In the Spotlight: Dana Delany

By TCM / September 9, 2021
What was the first movie you fell in love with?
I think it was The Music Man (1962), which I saw in the theater when I was six. We had the cast album and I learned "Goodnight My Someone" by heart. I then asked my first-grade teacher if I could sing it for the class. I've never had that kind of nerve since.

What artist or figure has been most influential in your life
The architect, Frank Gehry. He's always been an original. He doesn't care what other people think. He still loves what he does and he gets better and better at the age of 92. I walk into his buildings and it's like being in church. I am inspired.

What is your favorite movie moment?
A Place in the Sun (1951). When Montgomery Clift and Elizabeth Taylor first confess their love for each other. Only Taylor could pull off a shocked, "Are they watching us?" right into camera-right at us, as she pulls him out to the privacy of the terrace. The summer is ahead of them, he'll be her "pick-up." When he falters (knowing that his girlfriend is pregnant), "If only I could tell you all…" she says the iconic line, "Tell mamma, tell mamma all…," her eyes gazing at his lips as he moves in to kiss her until we are excluded. The lush intimacy of these star-crossed souls, never more sensually beautiful. Everything is in that moment: the life-long connection of the actors, Taylor thinking the world is their oyster, and Clift knowing, ultimately, he is not of her class. An American tragedy.
What movie speaks to your soul and why?
I would like to pick some cool film, but the truth is—it's Funny Girl (1968). I saw it when I was twelve and my life was laid out before me. I bought the sheet music and cast album and taught myself every song (for a non-singer I seemed to do that a lot). It's every aspiring actor's dream: with just enough moxie and chutzpah you can be the greatest star. And wear gorgeous 1920s/60s gowns, be seduced by a beautiful dangerous man, be a star on your own terms, marry that said man and then…realize you eclipse him and love him just too damn much! But you'll ALWAYS be a star. It's got it all!! And not just Barbra, but my longtime favorite, Anne Francis. I watched it again this year to celebrate my 65th birthday and bawled like a pre-teen. It's wonderful.
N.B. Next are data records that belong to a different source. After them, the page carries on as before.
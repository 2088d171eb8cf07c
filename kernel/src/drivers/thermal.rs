//! Thermal Management Driver
//!
//! Monitors system temperatures via ACPI thermal zones and CPU thermal
//! sensors (MSRs), and triggers actions (throttling, shutdown) when
//! thresholds are exceeded.
//!
//! Supports:
//! - Intel Core temperature reading via MSR 0x19C / 0x1B1
//! - AMD Ryzen temperature reading via SMN 0x59800
//! - ACPI thermal zones (_TMP evaluation)
//! - Fan control via EC or ACPI _FAN devices
//! - Thermal throttling via cpufreq integration

extern crate alloc;

use alloc::string::String;
use alloc::vec::Vec;
use crate::sync::IrqSafeMutex;
use x86_64::registers::model_specific::Msr;

// Intel MSRs for thermal monitoring
const MSR_TEMPERATURE_TARGET: u32 = 0x1A2;     // TjMax (maximum junction temperature)
const MSR_THERM_STATUS: u32 = 0x19C;           // Core thermal status/reading
const MSR_THERM_INTERRUPT: u32 = 0x19B;        // Thermal interrupt control
const MSR_PACKAGE_THERM_STATUS: u32 = 0x1B1;   // Package thermal status
const MSR_PACKAGE_THERM_INTERRUPT: u32 = 0x1B2; // Package thermal interrupt

// AMD MSRs for thermal monitoring (Family 17h+, Ryzen)
const MSR_AMD_HARDWARE_THERMAL_CONTROL: u32 = 0xC0010015;
const SMN_SMUIO_THM: u32 = 0x00059800;  // SMN address for Tctl

// CPU vendor detection
#[derive(Debug, Clone, Copy, PartialEq, Eq)]
pub enum CpuVendor {
    Intel,
    Amd,
    Unknown,
}

/// Execute CPUID instruction
/// Note: EBX is reserved by LLVM, so we save/restore it manually
#[inline]
fn cpuid(leaf: u32) -> (u32, u32, u32, u32) {
    let eax: u32;
    let ebx: u32;
    let ecx: u32;
    let edx: u32;

    unsafe {
        core::arch::asm!(
            "push rbx",        // Save RBX (LLVM uses it)
            "cpuid",
            "mov {0:e}, ebx",  // Copy EBX to output register
            "pop rbx",         // Restore RBX
            out(reg) ebx,
            inout("eax") leaf => eax,
            out("ecx") ecx,
            out("edx") edx,
            options(nomem, nostack)
        );
    }

    (eax, ebx, ecx, edx)
}

/// Detect CPU vendor
pub fn detect_cpu_vendor() -> CpuVendor {
    let (_, ebx, ecx, edx) = cpuid(0);

    // Vendor string is in EBX, EDX, ECX (12 bytes)
    // GenuineIntel: EBX=0x756e6547 "Genu", EDX=0x49656e69 "ineI", ECX=0x6c65746e "ntel"
    // AuthenticAMD: EBX=0x68747541 "Auth", EDX=0x69746e65 "enti", ECX=0x444d4163 "cAMD"

    if ebx == 0x756e6547 && edx == 0x49656e69 && ecx == 0x6c65746e {
        CpuVendor::Intel
    } else if ebx == 0x68747541 && edx == 0x69746e65 && ecx == 0x444d4163 {
        CpuVendor::Amd
    } else {
        CpuVendor::Unknown
    }
}

/// Check if CPU has thermal sensors
pub fn has_thermal_sensors() -> bool {
    let (_, _, ecx, edx) = cpuid(1);

    // EDX bit 22 = ACPI - thermal monitor support
    // ECX bit 8 = TM2 - thermal monitor 2
    // ECX bit 5 = VMX - but we check for DTS
    let has_acpi = (edx & (1 << 22)) != 0;
    let has_tm2 = (ecx & (1 << 8)) != 0;

    // Also check CPUID leaf 6 for digital thermal sensor
    let (eax, _, _, _) = cpuid(6);
    let has_dts = (eax & 1) != 0; // Bit 0 = Digital Temperature Sensor

    has_acpi || has_tm2 || has_dts
}

/// Get TjMax (maximum junction temperature) for Intel CPUs
/// Returns temperature in millidegrees Celsius
pub fn get_tjmax() -> Temperature {
    // Default TjMax values (most Intel CPUs use 100°C)
    let default_tjmax = 100000; // 100°C in mC

    if detect_cpu_vendor() != CpuVendor::Intel {
        return default_tjmax;
    }

    // Try to read from MSR
    let msr = Msr::new(MSR_TEMPERATURE_TARGET);
    let value = unsafe { msr.read() };

    // TjMax is in bits 23:16
    let tjmax_celsius = ((value >> 16) & 0xFF) as i32;

    if tjmax_celsius > 0 && tjmax_celsius < 150 {
        tjmax_celsius * 1000 // Convert to mC
    } else {
        default_tjmax
    }
}

/// Read Intel CPU core temperature from MSR
/// Returns temperature in millidegrees Celsius
fn read_intel_core_temp(core: u8) -> Option<Temperature> {
    // TODO: Pin to specific core for multi-core reading
    // For now, read from current core

    let msr = Msr::new(MSR_THERM_STATUS);
    let value = unsafe { msr.read() };

    // Check if reading is valid (bit 31 = Reading Valid)
    if (value & (1 << 31)) == 0 {
        return None;
    }

    // Temperature reading is in bits 22:16 (digital readout)
    // This is the offset from TjMax
    let temp_offset = ((value >> 16) & 0x7F) as i32;

    let tjmax = get_tjmax();
    let temp = tjmax - (temp_offset * 1000);

    Some(temp)
}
Which movie do you watch when you need to escape?
I started a tradition 30 years ago of watching History is Made at Night (1937) every Valentine's Day. It's a perfect confection of a movie. A love story set on an ocean liner, it pre-dates all of the different versions of Love Affair and, in my opinion, is superior. Beautiful shimmering work by Frank Borzage and Rudolph Maté. Jean Arthur and Charles Boyer are both charming and romantic and I can't think of Leo Carrillo without saying, "Salade Chiffonade!" I'm very glad that Criterion released a new Blu-ray so I can finally toss my worn-out VHS copy.
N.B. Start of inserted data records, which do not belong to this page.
impl CipherType {
    /// Get key length in bytes
    pub fn key_length(self) -> usize {
        match self {
            CipherType::None => 0,
            CipherType::Wep40 => 5,
            CipherType::Wep104 => 13,
            CipherType::Tkip => 32, // 16 TK + 8 MIC TX + 8 MIC RX
            CipherType::Ccmp => 16,
            CipherType::Gcmp => 16,
        }
    }

    /// Get IV length in bytes
    pub fn iv_length(self) -> usize {
        match self {
            CipherType::None => 0,
            CipherType::Wep40 | CipherType::Wep104 => 4,
            CipherType::Tkip => 8,
            CipherType::Ccmp => 8,
            CipherType::Gcmp => 8,
        }
    }

    /// Get MIC length in bytes
    pub fn mic_length(self) -> usize {
        match self {
            CipherType::None | CipherType::Wep40 | CipherType::Wep104 => 0,
            CipherType::Tkip => 8,
            CipherType::Ccmp => 8,
            CipherType::Gcmp => 16,
        }
    }

    /// Get header length (IV + extended IV)
    pub fn header_length(self) -> usize {
        match self {
            CipherType::None => 0,
            CipherType::Wep40 | CipherType::Wep104 => 4,
            CipherType::Tkip | CipherType::Ccmp | CipherType::Gcmp => 8,
        }
    }

    /// Get trailer length (ICV/MIC)
    pub fn trailer_length(self) -> usize {
        match self {
            CipherType::None => 0,
            CipherType::Wep40 | CipherType::Wep104 => 4, // ICV
            CipherType::Tkip => 12, // ICV + MIC
            CipherType::Ccmp => 8,  // MIC
            CipherType::Gcmp => 16, // Tag
        }
    }
}

/// CCMP (AES-CCM) encryption/decryption
pub struct Ccmp {
    key: [u8; 16],
}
What movie would you describe as "perfect" in every way?
I don't really believe in "perfection." I prefer the Buddhist idea of "flawed beauty." I think a lasting film is one that grows with you. When I first saw In a Lonely Place (1950) as a teenager, all I could see was the tragedy of the romance. It was the Psyche and Eros myth: "They love each other, they should be together, stop listening to idle gossip!" But now that I have lived a life, I see how abusive Dix Steele is. He's not a tortured soul, he's cruel. Nicholas Ray shot the original scripted ending, where the Bogart character kills Gloria Grahame. But he knew it was more disturbing to have Dix walk away; realizing the violence inside him and what it cost him. Every time I see the film, I appreciate it more. Okay, it's perfect.
What is the one movie you would recommend to someone to get them started on their journey into classics?
What Price Hollywood?
(1932). This pre-code movie is often considered the original A Star is Born and is directed by George Cukor who later directed the Judy Garland version. Often people don't realize how risqué and socially conscious early films were. There is a direct line from What Price Hollywood? through the FOUR versions of A Star is Born, right up to today's Cannes favorite, Annette (2021). It is basically the same story but the 1932 version started it all.
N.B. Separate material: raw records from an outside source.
/// Initialize E1000 driver
pub fn init() {
    let devices = pci::scan();

    for dev in devices {
        if is_e1000_device(&dev) {
            crate::kprintln!("e1000: found device {:04x}:{:04x} @ {:02x}:{:02x}.{}",
                dev.id.vendor_id, dev.id.device_id,
                dev.addr.bus, dev.addr.device, dev.addr.function);

            match E1000::try_new(&dev) {
                Ok(e1000) => {
                    let mut driver = E1000_DRIVER.lock();
                    *driver = Some(e1000);
                    return;
                }
                Err(e) => {
                    crate::kprintln!("e1000: initialization failed: {:?}", e);
                }
            }
        }
    }

    crate::kprintln!("e1000: no device found");
}

/// Get MAC address
pub fn get_mac() -> Option<[u8; 6]> {
    E1000_DRIVER.lock().as_ref().map(|e| e.mac())
}

/// Send a packet
pub fn send(data: &[u8]) -> KResult<()> {
    E1000_DRIVER.lock().as_mut().ok_or(KError::NotFound)?.send(data)
}

/// Receive a packet
pub fn recv() -> Option<Vec<u8>> {
    E1000_DRIVER.lock().as_mut()?.recv()
}

/// Check if driver is available
pub fn is_available() -> bool {
    E1000_DRIVER.lock().is_some()
}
If you could watch any movie with someone living or dead, whom would it be and what movie?
Gloria Grahame. She didn't live in the past or watch her old movies. She thought the 1974 TV movie, The Girl in the Late Late Show (where they used clips of her films) was hilarious. So I would choose a Marlene Dietrich movie, like Blonde Venus (1932). She could tell me why Dietrich was a favorite of hers. And I could finally tell Gloria how much she meant to me. And that her work is even more appreciated now, forty years after her death. I think she would be surprised and pleased.